■ **Your objective**: Report all lines of the records that contain "targets".

= = = =

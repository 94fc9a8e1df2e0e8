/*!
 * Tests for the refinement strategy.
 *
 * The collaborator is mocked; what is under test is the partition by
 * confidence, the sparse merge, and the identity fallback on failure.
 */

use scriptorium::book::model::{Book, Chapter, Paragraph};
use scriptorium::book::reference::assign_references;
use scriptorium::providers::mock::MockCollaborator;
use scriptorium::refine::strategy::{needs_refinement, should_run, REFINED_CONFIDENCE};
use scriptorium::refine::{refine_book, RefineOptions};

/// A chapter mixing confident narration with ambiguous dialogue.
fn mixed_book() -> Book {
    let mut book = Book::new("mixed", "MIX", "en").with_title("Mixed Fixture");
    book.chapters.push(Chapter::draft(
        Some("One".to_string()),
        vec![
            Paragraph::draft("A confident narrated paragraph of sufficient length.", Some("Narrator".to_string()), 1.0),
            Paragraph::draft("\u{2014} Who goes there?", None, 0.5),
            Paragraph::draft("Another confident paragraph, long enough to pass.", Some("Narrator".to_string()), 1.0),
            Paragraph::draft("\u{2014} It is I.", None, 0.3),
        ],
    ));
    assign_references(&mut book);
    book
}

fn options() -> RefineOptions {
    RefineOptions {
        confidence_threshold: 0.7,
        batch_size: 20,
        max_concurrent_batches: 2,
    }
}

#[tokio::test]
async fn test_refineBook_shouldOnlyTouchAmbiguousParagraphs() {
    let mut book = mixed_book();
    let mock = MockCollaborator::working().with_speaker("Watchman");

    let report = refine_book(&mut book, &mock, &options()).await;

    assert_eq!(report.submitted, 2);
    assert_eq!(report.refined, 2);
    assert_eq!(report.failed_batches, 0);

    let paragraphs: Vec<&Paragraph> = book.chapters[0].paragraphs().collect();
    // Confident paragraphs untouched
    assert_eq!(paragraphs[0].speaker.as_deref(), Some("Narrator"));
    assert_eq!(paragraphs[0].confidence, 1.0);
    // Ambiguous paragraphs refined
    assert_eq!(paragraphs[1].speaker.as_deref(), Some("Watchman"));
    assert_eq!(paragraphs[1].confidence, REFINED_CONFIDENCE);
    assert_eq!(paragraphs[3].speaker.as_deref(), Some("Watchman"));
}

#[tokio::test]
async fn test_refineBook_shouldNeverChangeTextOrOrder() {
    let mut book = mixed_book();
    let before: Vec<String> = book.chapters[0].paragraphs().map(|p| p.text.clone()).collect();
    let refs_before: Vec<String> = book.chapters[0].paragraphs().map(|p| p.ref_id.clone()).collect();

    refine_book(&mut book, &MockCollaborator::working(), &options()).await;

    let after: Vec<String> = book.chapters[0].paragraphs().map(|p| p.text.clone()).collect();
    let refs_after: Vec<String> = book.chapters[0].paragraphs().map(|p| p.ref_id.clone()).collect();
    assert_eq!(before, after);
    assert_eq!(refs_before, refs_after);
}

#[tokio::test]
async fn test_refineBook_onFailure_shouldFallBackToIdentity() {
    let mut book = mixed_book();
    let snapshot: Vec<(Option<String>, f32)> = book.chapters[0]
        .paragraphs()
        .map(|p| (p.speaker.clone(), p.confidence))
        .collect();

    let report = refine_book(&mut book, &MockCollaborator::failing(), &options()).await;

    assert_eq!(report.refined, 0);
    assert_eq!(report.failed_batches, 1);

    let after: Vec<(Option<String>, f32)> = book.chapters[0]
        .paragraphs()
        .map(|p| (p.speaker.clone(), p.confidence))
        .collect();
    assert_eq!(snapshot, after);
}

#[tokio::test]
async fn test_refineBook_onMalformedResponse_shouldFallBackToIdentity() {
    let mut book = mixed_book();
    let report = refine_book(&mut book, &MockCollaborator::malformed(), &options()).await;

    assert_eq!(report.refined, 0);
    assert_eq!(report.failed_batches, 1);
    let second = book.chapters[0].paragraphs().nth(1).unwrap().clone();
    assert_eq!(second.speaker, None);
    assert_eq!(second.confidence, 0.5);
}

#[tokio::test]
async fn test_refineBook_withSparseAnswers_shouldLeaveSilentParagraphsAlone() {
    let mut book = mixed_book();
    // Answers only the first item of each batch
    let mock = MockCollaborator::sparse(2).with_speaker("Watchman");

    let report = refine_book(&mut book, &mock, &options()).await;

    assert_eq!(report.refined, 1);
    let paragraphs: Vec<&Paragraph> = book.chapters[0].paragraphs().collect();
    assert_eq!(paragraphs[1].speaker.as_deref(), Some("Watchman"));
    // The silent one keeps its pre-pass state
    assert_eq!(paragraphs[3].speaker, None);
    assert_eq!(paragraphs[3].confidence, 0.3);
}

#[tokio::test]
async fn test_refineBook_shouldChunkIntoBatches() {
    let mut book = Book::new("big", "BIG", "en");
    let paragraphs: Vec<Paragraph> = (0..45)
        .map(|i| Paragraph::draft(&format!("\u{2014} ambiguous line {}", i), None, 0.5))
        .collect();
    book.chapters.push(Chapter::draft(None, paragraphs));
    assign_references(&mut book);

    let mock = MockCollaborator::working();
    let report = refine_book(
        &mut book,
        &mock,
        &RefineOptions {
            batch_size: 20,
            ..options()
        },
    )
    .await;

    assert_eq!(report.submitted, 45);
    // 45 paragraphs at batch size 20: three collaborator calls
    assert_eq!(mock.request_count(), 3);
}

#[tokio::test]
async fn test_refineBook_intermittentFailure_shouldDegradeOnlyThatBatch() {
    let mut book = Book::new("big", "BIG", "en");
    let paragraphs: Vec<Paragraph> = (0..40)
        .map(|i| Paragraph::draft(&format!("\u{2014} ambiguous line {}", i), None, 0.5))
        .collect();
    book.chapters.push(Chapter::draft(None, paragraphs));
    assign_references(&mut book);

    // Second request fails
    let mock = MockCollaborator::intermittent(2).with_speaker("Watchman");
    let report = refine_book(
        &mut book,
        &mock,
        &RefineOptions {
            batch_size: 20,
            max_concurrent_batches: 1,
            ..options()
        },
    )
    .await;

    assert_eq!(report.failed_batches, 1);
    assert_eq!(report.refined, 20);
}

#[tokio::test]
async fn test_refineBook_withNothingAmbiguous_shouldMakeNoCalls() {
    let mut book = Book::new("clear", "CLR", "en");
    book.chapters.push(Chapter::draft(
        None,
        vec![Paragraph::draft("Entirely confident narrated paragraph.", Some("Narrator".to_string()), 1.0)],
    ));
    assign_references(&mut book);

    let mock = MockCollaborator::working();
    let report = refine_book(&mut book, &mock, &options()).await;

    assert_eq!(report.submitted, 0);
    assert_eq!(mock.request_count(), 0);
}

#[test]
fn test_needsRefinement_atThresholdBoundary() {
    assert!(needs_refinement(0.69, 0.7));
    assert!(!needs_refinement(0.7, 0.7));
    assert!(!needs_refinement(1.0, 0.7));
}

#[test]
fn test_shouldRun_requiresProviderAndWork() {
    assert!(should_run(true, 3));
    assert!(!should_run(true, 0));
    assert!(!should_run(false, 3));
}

= = = =

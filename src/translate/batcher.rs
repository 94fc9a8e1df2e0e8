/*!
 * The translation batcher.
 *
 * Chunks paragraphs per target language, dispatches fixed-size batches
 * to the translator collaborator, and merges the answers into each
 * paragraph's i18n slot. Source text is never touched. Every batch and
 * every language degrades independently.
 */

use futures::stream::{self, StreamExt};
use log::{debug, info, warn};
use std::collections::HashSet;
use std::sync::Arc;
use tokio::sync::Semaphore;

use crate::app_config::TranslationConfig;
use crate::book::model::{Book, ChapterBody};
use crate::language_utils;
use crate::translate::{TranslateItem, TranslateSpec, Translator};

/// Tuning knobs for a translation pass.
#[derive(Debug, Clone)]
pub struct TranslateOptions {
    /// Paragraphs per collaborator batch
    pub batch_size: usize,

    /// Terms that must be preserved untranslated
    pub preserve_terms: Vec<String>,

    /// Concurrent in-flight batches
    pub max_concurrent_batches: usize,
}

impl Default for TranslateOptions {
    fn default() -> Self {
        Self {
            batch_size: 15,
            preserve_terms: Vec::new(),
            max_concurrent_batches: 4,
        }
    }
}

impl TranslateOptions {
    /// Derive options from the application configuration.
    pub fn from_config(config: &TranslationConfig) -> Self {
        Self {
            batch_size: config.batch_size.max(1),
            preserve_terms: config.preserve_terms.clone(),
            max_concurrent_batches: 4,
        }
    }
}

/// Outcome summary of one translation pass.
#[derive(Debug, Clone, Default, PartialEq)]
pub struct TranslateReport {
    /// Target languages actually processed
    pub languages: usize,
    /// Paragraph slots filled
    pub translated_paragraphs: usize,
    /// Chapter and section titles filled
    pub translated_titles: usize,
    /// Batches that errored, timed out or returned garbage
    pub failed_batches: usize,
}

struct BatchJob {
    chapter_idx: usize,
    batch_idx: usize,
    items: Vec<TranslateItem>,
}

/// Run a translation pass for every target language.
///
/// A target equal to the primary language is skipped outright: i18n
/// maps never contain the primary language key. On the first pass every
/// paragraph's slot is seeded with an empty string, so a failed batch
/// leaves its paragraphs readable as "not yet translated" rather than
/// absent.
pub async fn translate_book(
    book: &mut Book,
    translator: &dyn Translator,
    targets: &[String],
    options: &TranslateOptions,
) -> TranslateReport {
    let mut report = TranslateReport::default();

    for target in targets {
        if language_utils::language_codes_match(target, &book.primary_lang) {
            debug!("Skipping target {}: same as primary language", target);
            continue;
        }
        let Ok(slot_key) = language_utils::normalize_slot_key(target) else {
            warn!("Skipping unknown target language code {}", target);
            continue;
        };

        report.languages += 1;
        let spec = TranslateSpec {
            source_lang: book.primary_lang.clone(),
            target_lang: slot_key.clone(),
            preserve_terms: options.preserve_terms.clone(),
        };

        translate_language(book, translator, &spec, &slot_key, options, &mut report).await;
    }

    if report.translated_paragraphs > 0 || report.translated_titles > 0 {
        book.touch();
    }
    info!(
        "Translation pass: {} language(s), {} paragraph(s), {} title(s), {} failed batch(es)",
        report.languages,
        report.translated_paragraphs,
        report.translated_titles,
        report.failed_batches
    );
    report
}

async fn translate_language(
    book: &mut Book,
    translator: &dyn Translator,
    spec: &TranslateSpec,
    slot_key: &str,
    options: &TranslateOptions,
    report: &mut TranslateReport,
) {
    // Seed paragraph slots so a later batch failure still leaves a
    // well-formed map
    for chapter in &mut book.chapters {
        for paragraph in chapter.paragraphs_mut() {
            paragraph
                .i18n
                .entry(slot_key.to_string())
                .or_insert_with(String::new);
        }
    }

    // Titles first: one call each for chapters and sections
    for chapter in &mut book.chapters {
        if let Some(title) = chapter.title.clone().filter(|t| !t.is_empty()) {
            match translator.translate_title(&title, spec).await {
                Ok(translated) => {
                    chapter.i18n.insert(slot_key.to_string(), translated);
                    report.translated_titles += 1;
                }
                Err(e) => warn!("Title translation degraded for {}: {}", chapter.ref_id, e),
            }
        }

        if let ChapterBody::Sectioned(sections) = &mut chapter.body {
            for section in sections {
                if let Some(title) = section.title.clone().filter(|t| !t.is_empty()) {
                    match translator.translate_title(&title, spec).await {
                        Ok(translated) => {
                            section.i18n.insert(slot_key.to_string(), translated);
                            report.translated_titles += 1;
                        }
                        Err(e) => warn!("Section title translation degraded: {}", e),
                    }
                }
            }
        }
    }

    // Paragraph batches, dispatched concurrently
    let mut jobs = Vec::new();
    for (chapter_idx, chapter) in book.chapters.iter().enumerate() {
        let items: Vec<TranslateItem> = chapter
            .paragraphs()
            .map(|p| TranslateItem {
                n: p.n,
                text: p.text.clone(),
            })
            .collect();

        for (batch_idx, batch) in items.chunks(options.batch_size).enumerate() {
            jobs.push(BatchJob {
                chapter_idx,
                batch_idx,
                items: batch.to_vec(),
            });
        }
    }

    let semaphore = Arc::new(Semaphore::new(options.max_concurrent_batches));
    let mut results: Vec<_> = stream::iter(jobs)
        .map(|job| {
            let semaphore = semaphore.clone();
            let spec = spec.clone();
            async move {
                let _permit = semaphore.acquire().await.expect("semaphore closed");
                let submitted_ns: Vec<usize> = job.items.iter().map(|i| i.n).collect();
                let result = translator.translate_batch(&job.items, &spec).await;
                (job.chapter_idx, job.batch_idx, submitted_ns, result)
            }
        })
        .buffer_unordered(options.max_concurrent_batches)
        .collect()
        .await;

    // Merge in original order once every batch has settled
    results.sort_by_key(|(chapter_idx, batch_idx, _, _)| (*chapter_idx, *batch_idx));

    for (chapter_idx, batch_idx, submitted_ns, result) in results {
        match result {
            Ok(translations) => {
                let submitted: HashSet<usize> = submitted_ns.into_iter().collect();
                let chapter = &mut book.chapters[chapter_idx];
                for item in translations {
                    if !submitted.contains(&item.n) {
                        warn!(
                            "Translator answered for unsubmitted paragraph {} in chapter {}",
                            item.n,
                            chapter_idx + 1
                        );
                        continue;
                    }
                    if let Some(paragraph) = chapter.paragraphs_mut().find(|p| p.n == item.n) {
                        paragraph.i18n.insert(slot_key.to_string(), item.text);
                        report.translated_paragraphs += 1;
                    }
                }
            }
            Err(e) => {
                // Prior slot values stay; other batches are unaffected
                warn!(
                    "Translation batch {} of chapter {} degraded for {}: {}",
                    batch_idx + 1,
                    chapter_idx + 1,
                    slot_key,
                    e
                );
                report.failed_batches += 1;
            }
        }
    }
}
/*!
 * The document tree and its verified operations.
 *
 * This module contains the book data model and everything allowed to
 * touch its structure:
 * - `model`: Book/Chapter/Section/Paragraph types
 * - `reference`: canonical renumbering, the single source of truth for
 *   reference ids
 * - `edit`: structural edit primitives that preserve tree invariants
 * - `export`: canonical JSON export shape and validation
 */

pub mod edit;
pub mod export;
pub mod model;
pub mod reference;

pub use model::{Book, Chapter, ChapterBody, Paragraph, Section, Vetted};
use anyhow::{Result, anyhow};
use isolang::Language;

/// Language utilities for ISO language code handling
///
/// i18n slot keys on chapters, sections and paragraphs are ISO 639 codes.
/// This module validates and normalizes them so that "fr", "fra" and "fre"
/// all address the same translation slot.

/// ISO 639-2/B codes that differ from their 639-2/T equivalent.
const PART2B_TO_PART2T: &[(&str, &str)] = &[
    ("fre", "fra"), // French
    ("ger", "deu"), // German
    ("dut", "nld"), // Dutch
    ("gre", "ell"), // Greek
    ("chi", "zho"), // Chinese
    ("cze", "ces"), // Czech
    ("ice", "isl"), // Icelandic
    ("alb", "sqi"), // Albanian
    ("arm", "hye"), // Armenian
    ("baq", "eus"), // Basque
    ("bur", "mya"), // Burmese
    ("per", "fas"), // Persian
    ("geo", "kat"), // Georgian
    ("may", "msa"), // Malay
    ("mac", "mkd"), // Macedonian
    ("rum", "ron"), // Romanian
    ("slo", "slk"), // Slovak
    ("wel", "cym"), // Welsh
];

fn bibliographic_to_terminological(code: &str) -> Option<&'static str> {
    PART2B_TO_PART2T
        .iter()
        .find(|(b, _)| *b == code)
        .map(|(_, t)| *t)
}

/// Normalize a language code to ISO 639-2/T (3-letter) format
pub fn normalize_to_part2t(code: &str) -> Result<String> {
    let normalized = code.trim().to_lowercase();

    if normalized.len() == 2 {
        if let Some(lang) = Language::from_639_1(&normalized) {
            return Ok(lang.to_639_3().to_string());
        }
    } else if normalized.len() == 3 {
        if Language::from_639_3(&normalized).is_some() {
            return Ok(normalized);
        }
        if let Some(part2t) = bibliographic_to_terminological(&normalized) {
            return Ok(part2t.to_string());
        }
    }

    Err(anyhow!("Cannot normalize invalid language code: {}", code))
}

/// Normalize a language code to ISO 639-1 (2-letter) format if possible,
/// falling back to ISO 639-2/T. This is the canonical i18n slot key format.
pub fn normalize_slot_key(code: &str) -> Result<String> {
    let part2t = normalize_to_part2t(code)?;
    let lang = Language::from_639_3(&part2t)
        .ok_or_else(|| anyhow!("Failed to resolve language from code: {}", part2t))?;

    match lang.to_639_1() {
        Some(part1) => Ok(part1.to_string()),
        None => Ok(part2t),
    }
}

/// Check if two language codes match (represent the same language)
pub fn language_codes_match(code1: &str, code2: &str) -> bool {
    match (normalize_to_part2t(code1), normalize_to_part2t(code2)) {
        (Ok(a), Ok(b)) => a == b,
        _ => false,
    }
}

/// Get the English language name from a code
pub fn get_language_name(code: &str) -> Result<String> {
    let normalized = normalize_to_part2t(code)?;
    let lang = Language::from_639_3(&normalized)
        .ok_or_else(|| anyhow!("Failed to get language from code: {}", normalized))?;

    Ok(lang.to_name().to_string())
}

= = = =

■ **Answer for the task**:
    targets: &[String],
    for target in targets {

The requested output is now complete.